I used to think it would be funny to leave a fake positive pregnancy test for my husband on April Fool's day. Perhaps it was funny a few years ago, but since we've decided not to have any more kids and taken steps to prevent it, I don't think we'd find it as funny as much as terrifying. Our kids are getting to the ages that they're a little bit self sufficient, fun to talk to and have their own great little personalities. It's really difficult to imagine starting over. So...fake positive pregnancy test...not so funny anymore. I never actually did it of course, that'd take research and planning and ...work. Not such a fan of those either.
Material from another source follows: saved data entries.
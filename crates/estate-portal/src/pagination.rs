//! Page/limit pagination flattened into one growing list.

use async_trait::async_trait;
use serde::{Deserialize, Serialize};

/// One page of a list endpoint: `{ data, page, totalPages, total? }`.
#[derive(Debug, Clone, PartialEq, Serialize, Deserialize)]
#[serde(rename_all = "camelCase")]
pub struct Page<T> {
    pub data: Option<Vec<T>>,
    #[serde(default)]
    pub page: u32,
    #[serde(default)]
    pub total_pages: u32,
    #[serde(default)]
    pub total: Option<u64>,
}

impl<T> Page<T> {
    pub fn items(&self) -> &[T] {
        self.data.as_deref().unwrap_or(&[])
    }

    pub fn is_empty(&self) -> bool {
        self.items().is_empty()
    }

    /// Page to request after `requested`, if any. An empty page ends the list
    /// even when the server reports more pages.
    pub fn next_after(&self, requested: u32) -> Option<u32> {
        if self.is_empty() || requested >= self.total_pages {
            None
        } else {
            Some(requested + 1)
        }
    }
}

/// Page/limit request parameters.
#[derive(Debug, Clone, Copy, PartialEq, Eq, Serialize)]
pub struct PageRequest {
    pub page: u32,
    pub limit: u32,
}

/// Anything that can fetch page `n` of a list.
#[async_trait]
pub trait PageSource: Send + Sync {
    type Item: Send;

    async fn fetch_page(&self, page: u32) -> Option<Page<Self::Item>>;
}

/// Pages fetched so far plus the token for the next one.
#[derive(Debug, Clone)]
pub struct InfiniteList<T> {
    pages: Vec<Page<T>>,
    next: Option<u32>,
    first_page: u32,
}

impl<T> Default for InfiniteList<T> {
    fn default() -> Self {
        Self::new()
    }
}

impl<T> InfiniteList<T> {
    pub fn new() -> Self {
        Self::starting_at(1)
    }

    pub fn starting_at(first_page: u32) -> Self {
        Self {
            pages: Vec::new(),
            next: Some(first_page),
            first_page,
        }
    }

    pub fn has_next_page(&self) -> bool {
        self.next.is_some()
    }

    pub fn next_page(&self) -> Option<u32> {
        self.next
    }

    /// Fetch the next page. Returns false without touching `source` once the
    /// list is exhausted, and halts the list when a page comes back empty or missing.
    pub async fn load_more<S>(&mut self, source: &S) -> bool
    where
        S: PageSource<Item = T> + ?Sized,
    {
        let Some(requested) = self.next else {
            return false;
        };

        match source.fetch_page(requested).await {
            Some(page) if !page.is_empty() => {
                self.next = page.next_after(requested);
                self.pages.push(page);
                true
            }
            _ => {
                tracing::debug!(page = requested, "pagination halted on empty page");
                self.next = None;
                false
            }
        }
    }

    /// Keep loading until the list is exhausted or `max_pages` pages are held.
    pub async fn load_until<S>(&mut self, source: &S, max_pages: usize) -> usize
    where
        S: PageSource<Item = T> + ?Sized,
    {
        let mut loaded = 0;
        while self.pages.len() < max_pages && self.load_more(source).await {
            loaded += 1;
        }
        loaded
    }

    pub fn pages(&self) -> &[Page<T>] {
        &self.pages
    }

    /// Every item of every fetched page, in fetch order.
    pub fn items(&self) -> impl Iterator<Item = &T> {
        self.pages.iter().flat_map(|page| page.items().iter())
    }

    pub fn len(&self) -> usize {
        self.pages.iter().map(|page| page.items().len()).sum()
    }

    pub fn is_empty(&self) -> bool {
        self.len() == 0
    }

    pub fn reset(&mut self) {
        self.pages.clear();
        self.next = Some(self.first_page);
    }
}
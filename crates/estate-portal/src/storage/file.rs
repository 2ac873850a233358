//! File-system [`KeyValueStore`]: one `<key>.json` file per key under a base
//! directory. Writes go to a temporary sibling and are renamed into place, so a
//! reader sees either the previous blob or the new one.

use std::fs;
use std::io::ErrorKind;
use std::path::{Path, PathBuf};

use super::kv::{KeyValueStore, StoreError};

const EXTENSION: &str = "json";

#[derive(Debug, Clone)]
pub struct FileKv {
    base: PathBuf,
}

impl FileKv {
    pub fn new(base: impl Into<PathBuf>) -> Self {
        Self { base: base.into() }
    }

    pub fn base(&self) -> &Path {
        &self.base
    }

    fn path_for(&self, key: &str) -> Result<PathBuf, StoreError> {
        let valid = !key.is_empty()
            && key
                .chars()
                .all(|c| c.is_ascii_alphanumeric() || matches!(c, '_' | '-' | '.'))
            && !key.starts_with('.');
        if !valid {
            return Err(StoreError::InvalidKey(key.to_string()));
        }
        Ok(self.base.join(format!("{key}.{EXTENSION}")))
    }
}

impl KeyValueStore for FileKv {
    fn get(&self, key: &str) -> Result<Option<String>, StoreError> {
        let path = self.path_for(key)?;
        match fs::read_to_string(path) {
            Ok(contents) => Ok(Some(contents)),
            Err(err) if err.kind() == ErrorKind::NotFound => Ok(None),
            Err(err) => Err(err.into()),
        }
    }

    fn set(&self, key: &str, value: &str) -> Result<(), StoreError> {
        let path = self.path_for(key)?;
        fs::create_dir_all(&self.base)?;
        let staging = self.base.join(format!(".{key}.{EXTENSION}.tmp"));
        fs::write(&staging, value)?;
        fs::rename(&staging, &path)?;
        Ok(())
    }

    fn delete(&self, key: &str) -> Result<(), StoreError> {
        let path = self.path_for(key)?;
        match fs::remove_file(path) {
            Ok(()) => Ok(()),
            Err(err) if err.kind() == ErrorKind::NotFound => Ok(()),
            Err(err) => Err(err.into()),
        }
    }

    fn list(&self) -> Result<Vec<String>, StoreError> {
        let entries = match fs::read_dir(&self.base) {
            Ok(entries) => entries,
            Err(err) if err.kind() == ErrorKind::NotFound => return Ok(Vec::new()),
            Err(err) => return Err(err.into()),
        };

        let mut keys = Vec::new();
        for entry in entries {
            let path = entry?.path();
            if path.extension().and_then(|ext| ext.to_str()) != Some(EXTENSION) {
                continue;
            }
            if let Some(stem) = path.file_stem().and_then(|stem| stem.to_str()) {
                if !stem.starts_with('.') {
                    keys.push(stem.to_string());
                }
            }
        }
        keys.sort();
        Ok(keys)
    }
}

#[cfg(test)]
mod tests {
    use super::*;

    #[test]
    fn round_trips_and_lists_keys() {
        let dir = tempfile::tempdir().expect("temp dir");
        let store = FileKv::new(dir.path().join("state"));

        assert_eq!(store.list().expect("list on missing dir"), Vec::<String>::new());
        assert!(store.get("ui_preferences").expect("get").is_none());

        store.set("ui_preferences", r#"{"sidebarCollapsed":true}"#).expect("set");
        store.set("notification_read_states", "{}").expect("set");

        assert_eq!(
            store.get("ui_preferences").expect("get").as_deref(),
            Some(r#"{"sidebarCollapsed":true}"#)
        );
        assert_eq!(
            store.list().expect("list"),
            vec!["notification_read_states".to_string(), "ui_preferences".to_string()]
        );

        store.delete("ui_preferences").expect("delete");
        store.delete("ui_preferences").expect("second delete is a no-op");
        assert_eq!(store.list().expect("list"), vec!["notification_read_states".to_string()]);
    }

    #[test]
    fn rejects_path_like_keys() {
        let dir = tempfile::tempdir().expect("temp dir");
        let store = FileKv::new(dir.path());
        for key in ["../escape", "a/b", "", ".hidden"] {
            assert!(matches!(
                store.set(key, "x"),
                Err(StoreError::InvalidKey(_))
            ));
        }
    }
}
use std::marker::PhantomData;

use serde::de::DeserializeOwned;
use serde_json::json;

use super::keys;
use crate::client::{MutationAck, PortalClient};
use crate::domain::EntityId;
use crate::http::{ApiRequest, Transport};
use crate::toast::Notifier;

/// Flat `{id, name}` lookups: estate categories and regions.
pub struct TaxonomyApi<'a, T, N, I> {
    client: &'a PortalClient<T, N>,
    resource: &'static str,
    path: &'static str,
    item: PhantomData<fn() -> I>,
}

impl<'a, T, N, I> TaxonomyApi<'a, T, N, I>
where
    T: Transport,
    N: Notifier,
    I: DeserializeOwned,
{
    pub(crate) fn new(
        client: &'a PortalClient<T, N>,
        resource: &'static str,
        path: &'static str,
    ) -> Self {
        Self {
            client,
            resource,
            path,
            item: PhantomData,
        }
    }

    pub async fn list(&self) -> Option<Vec<I>> {
        self.client
            .query(keys::root(self.resource).with("list"), ApiRequest::get(self.path))
            .await
    }

    pub async fn create(&self, name: &str) -> Option<MutationAck<I>> {
        let name = name.trim();
        if name.is_empty() {
            self.client.reject_locally("Name is required");
            return None;
        }

        let request = ApiRequest::post(self.path).with_json(&json!({ "name": name }));
        self.client.mutate(request, &self.touched()).await
    }

    pub async fn delete(&self, id: &EntityId) -> Option<MutationAck<serde_json::Value>> {
        let request = ApiRequest::delete(format!("{}/{id}", self.path));
        self.client.mutate(request, &self.touched()).await
    }

    // Estates embed their category and region.
    fn touched(&self) -> [crate::cache::QueryKey; 2] {
        [keys::root(self.resource), keys::root(keys::ESTATES)]
    }
}
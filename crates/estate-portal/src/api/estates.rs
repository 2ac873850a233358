use super::keys;
use super::paged::PagedQuery;
use crate::client::{MutationAck, PortalClient};
use crate::domain::{Estate, EstateDraft, EstateFilter, EstatePatch, EntityId};
use crate::http::{ApiRequest, Transport};
use crate::pagination::Page;
use crate::toast::Notifier;

/// Property listings.
pub struct EstatesApi<'a, T, N> {
    client: &'a PortalClient<T, N>,
}

impl<'a, T, N> EstatesApi<'a, T, N>
where
    T: Transport,
    N: Notifier,
{
    pub(crate) fn new(client: &'a PortalClient<T, N>) -> Self {
        Self { client }
    }

    pub async fn list(&self, filter: &EstateFilter) -> Option<Page<Estate>> {
        let request = ApiRequest::get("/estates").with_query(filter);
        self.client
            .query(keys::list(keys::ESTATES, filter), request)
            .await
    }

    /// Infinite list over the same endpoint; `filter.page` and `filter.limit` are ignored.
    pub fn pages(&self, filter: &EstateFilter, limit: u32) -> PagedQuery<'a, T, N, Estate> {
        PagedQuery::new(self.client, keys::ESTATES, "/estates", filter, limit)
    }

    pub async fn get(&self, id: &EntityId) -> Option<Estate> {
        let request = ApiRequest::get(format!("/estates/{id}"));
        self.client
            .query(keys::detail(keys::ESTATES, id), request)
            .await
    }

    pub async fn create(&self, draft: &EstateDraft) -> Option<MutationAck<Estate>> {
        let request = ApiRequest::post("/estates").with_json(draft);
        self.client.mutate(request, &Self::touched()).await
    }

    pub async fn update(&self, id: &EntityId, patch: &EstatePatch) -> Option<MutationAck<Estate>> {
        let request = ApiRequest::patch(format!("/estates/{id}")).with_json(patch);
        self.client.mutate(request, &Self::touched()).await
    }

    pub async fn delete(&self, id: &EntityId) -> Option<MutationAck<serde_json::Value>> {
        let request = ApiRequest::delete(format!("/estates/{id}"));
        self.client.mutate(request, &Self::touched()).await
    }

    // Landing embeds featured estates.
    fn touched() -> [crate::cache::QueryKey; 2] {
        [keys::root(keys::ESTATES), keys::root(keys::LANDING)]
    }
}
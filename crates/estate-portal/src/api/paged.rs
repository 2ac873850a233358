use std::marker::PhantomData;

use async_trait::async_trait;
use serde::de::DeserializeOwned;
use serde::Serialize;
use serde_json::Value;

use super::keys;
use crate::client::PortalClient;
use crate::http::{ApiRequest, Transport};
use crate::pagination::{Page, PageRequest, PageSource};
use crate::toast::Notifier;

/// A paged list endpoint bound to one set of filters.
///
/// Every page goes through [`PortalClient::query`] under its own key, so pages
/// already fetched are served from the cache until their root is invalidated.
pub struct PagedQuery<'a, T, N, I> {
    client: &'a PortalClient<T, N>,
    resource: &'static str,
    path: String,
    filters: Value,
    limit: u32,
    item: PhantomData<fn() -> I>,
}

impl<'a, T, N, I> PagedQuery<'a, T, N, I> {
    /// `filters` loses any `page`/`limit` fields; those come from the list itself.
    pub(crate) fn new<F: Serialize + ?Sized>(
        client: &'a PortalClient<T, N>,
        resource: &'static str,
        path: impl Into<String>,
        filters: &F,
        limit: u32,
    ) -> Self {
        let mut filters = serde_json::to_value(filters).unwrap_or_else(|err| {
            tracing::warn!(error = %err, resource, "list filters failed to serialize");
            Value::Null
        });
        if let Value::Object(fields) = &mut filters {
            fields.remove("page");
            fields.remove("limit");
        }

        Self {
            client,
            resource,
            path: path.into(),
            filters,
            limit,
            item: PhantomData,
        }
    }

    pub fn limit(&self) -> u32 {
        self.limit
    }
}

#[async_trait]
impl<'a, T, N, I> PageSource for PagedQuery<'a, T, N, I>
where
    T: Transport,
    N: Notifier,
    I: DeserializeOwned + Send + 'static,
{
    type Item = I;

    async fn fetch_page(&self, page: u32) -> Option<Page<I>> {
        let window = PageRequest {
            page,
            limit: self.limit,
        };
        let key = keys::page(self.resource, &self.filters, window);
        let request = ApiRequest::get(self.path.as_str())
            .with_query(&self.filters)
            .with_query(&window);
        self.client.query(key, request).await
    }
}
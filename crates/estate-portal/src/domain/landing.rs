use serde::{Deserialize, Serialize};

use super::estate::Estate;
use super::id::EntityId;

/// Editable content of the public landing page.
#[derive(Debug, Clone, Default, PartialEq, Serialize, Deserialize)]
#[serde(rename_all = "camelCase")]
pub struct Landing {
    #[serde(default)]
    pub hero_title: Option<String>,
    #[serde(default)]
    pub hero_subtitle: Option<String>,
    #[serde(default)]
    pub featured_estates: Vec<Estate>,
    #[serde(default)]
    pub contact_phone: Option<String>,
    #[serde(default)]
    pub contact_email: Option<String>,
}

#[derive(Debug, Clone, Default, PartialEq, Serialize)]
#[serde(rename_all = "camelCase")]
pub struct LandingPatch {
    #[serde(skip_serializing_if = "Option::is_none")]
    pub hero_title: Option<String>,
    #[serde(skip_serializing_if = "Option::is_none")]
    pub hero_subtitle: Option<String>,
    #[serde(skip_serializing_if = "Option::is_none")]
    pub featured_estate_ids: Option<Vec<EntityId>>,
    #[serde(skip_serializing_if = "Option::is_none")]
    pub contact_phone: Option<String>,
    #[serde(skip_serializing_if = "Option::is_none")]
    pub contact_email: Option<String>,
}
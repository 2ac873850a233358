//! Records mirrored from the backend. Optional fields stay `Option` so a sparse
//! payload still decodes.

mod estate;
mod id;
mod landing;
mod notification;
mod people;
mod session;

pub use estate::{
    Category, Estate, EstateDraft, EstateFilter, EstatePatch, EstateRequest, EstateRequestDraft,
    EstateStatus, Region, RequestFilter, RequestStatus,
};
pub use id::EntityId;
pub use landing::{Landing, LandingPatch};
pub use notification::Notification;
pub use people::{
    AuthSession, Credentials, Owner, OwnerDraft, OwnerPatch, PeopleFilter, User, UserDraft,
    UserPatch, UserRole,
};
pub use session::{
    Reminder, ReminderDraft, ReminderFilter, Session, SessionDraft, SessionParticipant,
    SessionShare, SessionValidationError,
};
use super::keys;
use super::paged::PagedQuery;
use crate::client::{MutationAck, PortalClient};
use crate::domain::{
    EntityId, Owner, OwnerDraft, OwnerPatch, PeopleFilter, User, UserDraft, UserPatch,
};
use crate::http::{ApiRequest, Transport};
use crate::pagination::Page;
use crate::toast::Notifier;

/// Portal accounts.
pub struct UsersApi<'a, T, N> {
    client: &'a PortalClient<T, N>,
}

impl<'a, T, N> UsersApi<'a, T, N>
where
    T: Transport,
    N: Notifier,
{
    pub(crate) fn new(client: &'a PortalClient<T, N>) -> Self {
        Self { client }
    }

    pub async fn list(&self, filter: &PeopleFilter) -> Option<Page<User>> {
        let request = ApiRequest::get("/users").with_query(filter);
        self.client
            .query(keys::list(keys::USERS, filter), request)
            .await
    }

    pub fn pages(&self, filter: &PeopleFilter, limit: u32) -> PagedQuery<'a, T, N, User> {
        PagedQuery::new(self.client, keys::USERS, "/users", filter, limit)
    }

    pub async fn get(&self, id: &EntityId) -> Option<User> {
        let request = ApiRequest::get(format!("/users/{id}"));
        self.client
            .query(keys::detail(keys::USERS, id), request)
            .await
    }

    pub async fn create(&self, draft: &UserDraft) -> Option<MutationAck<User>> {
        let request = ApiRequest::post("/users").with_json(draft);
        self.client
            .mutate(request, &[keys::root(keys::USERS)])
            .await
    }

    pub async fn update(&self, id: &EntityId, patch: &UserPatch) -> Option<MutationAck<User>> {
        let request = ApiRequest::patch(format!("/users/{id}")).with_json(patch);
        self.client
            .mutate(request, &[keys::root(keys::USERS)])
            .await
    }

    pub async fn delete(&self, id: &EntityId) -> Option<MutationAck<serde_json::Value>> {
        let request = ApiRequest::delete(format!("/users/{id}"));
        self.client
            .mutate(request, &[keys::root(keys::USERS)])
            .await
    }
}

/// Property owners. Deleting or editing one also touches the estates that embed it.
pub struct OwnersApi<'a, T, N> {
    client: &'a PortalClient<T, N>,
}

impl<'a, T, N> OwnersApi<'a, T, N>
where
    T: Transport,
    N: Notifier,
{
    pub(crate) fn new(client: &'a PortalClient<T, N>) -> Self {
        Self { client }
    }

    pub async fn list(&self, filter: &PeopleFilter) -> Option<Page<Owner>> {
        let request = ApiRequest::get("/owners").with_query(filter);
        self.client
            .query(keys::list(keys::OWNERS, filter), request)
            .await
    }

    pub async fn get(&self, id: &EntityId) -> Option<Owner> {
        let request = ApiRequest::get(format!("/owners/{id}"));
        self.client
            .query(keys::detail(keys::OWNERS, id), request)
            .await
    }

    pub async fn create(&self, draft: &OwnerDraft) -> Option<MutationAck<Owner>> {
        let request = ApiRequest::post("/owners").with_json(draft);
        self.client
            .mutate(request, &[keys::root(keys::OWNERS)])
            .await
    }

    pub async fn update(&self, id: &EntityId, patch: &OwnerPatch) -> Option<MutationAck<Owner>> {
        let request = ApiRequest::patch(format!("/owners/{id}")).with_json(patch);
        self.client.mutate(request, &Self::touched()).await
    }

    pub async fn delete(&self, id: &EntityId) -> Option<MutationAck<serde_json::Value>> {
        let request = ApiRequest::delete(format!("/owners/{id}"));
        self.client.mutate(request, &Self::touched()).await
    }

    fn touched() -> [crate::cache::QueryKey; 2] {
        [keys::root(keys::OWNERS), keys::root(keys::ESTATES)]
    }
}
In other sort of related news, I'm super super excited that my sister in law is having a baby. A baby girl even! I'm so very excited about it, it's a little bit ridiculous. I can't wait to see her in about a month and see her little baby belly and throw her the baby shower she deserves. I am at the same time super pleased they decided to have kids (ok, one kid to start) and also super super excited that IT'S NOT ME! WOO! I always wondered if we'd regret not having more or not leaving the option open...but I. DO. NOT. The Hubs doesn't either.
So...I'm pregnant. April Fools!
After I typed that..I felt wrong..somehow like I'm just ASKING for some
miraculous conception to spite me and my happiness with my growing
children. So here's a little more..to distract the universe from my mockery.
This also starts my commitment to NaBloPoMo for April 2012..I'm really going to do this, even if I have to schedule posts ahead of time or write something at 11:59pm some nights. I WILL DO THIS. I have a few conceptual posts already saved and waiting for some fleshing. out. So...here we go!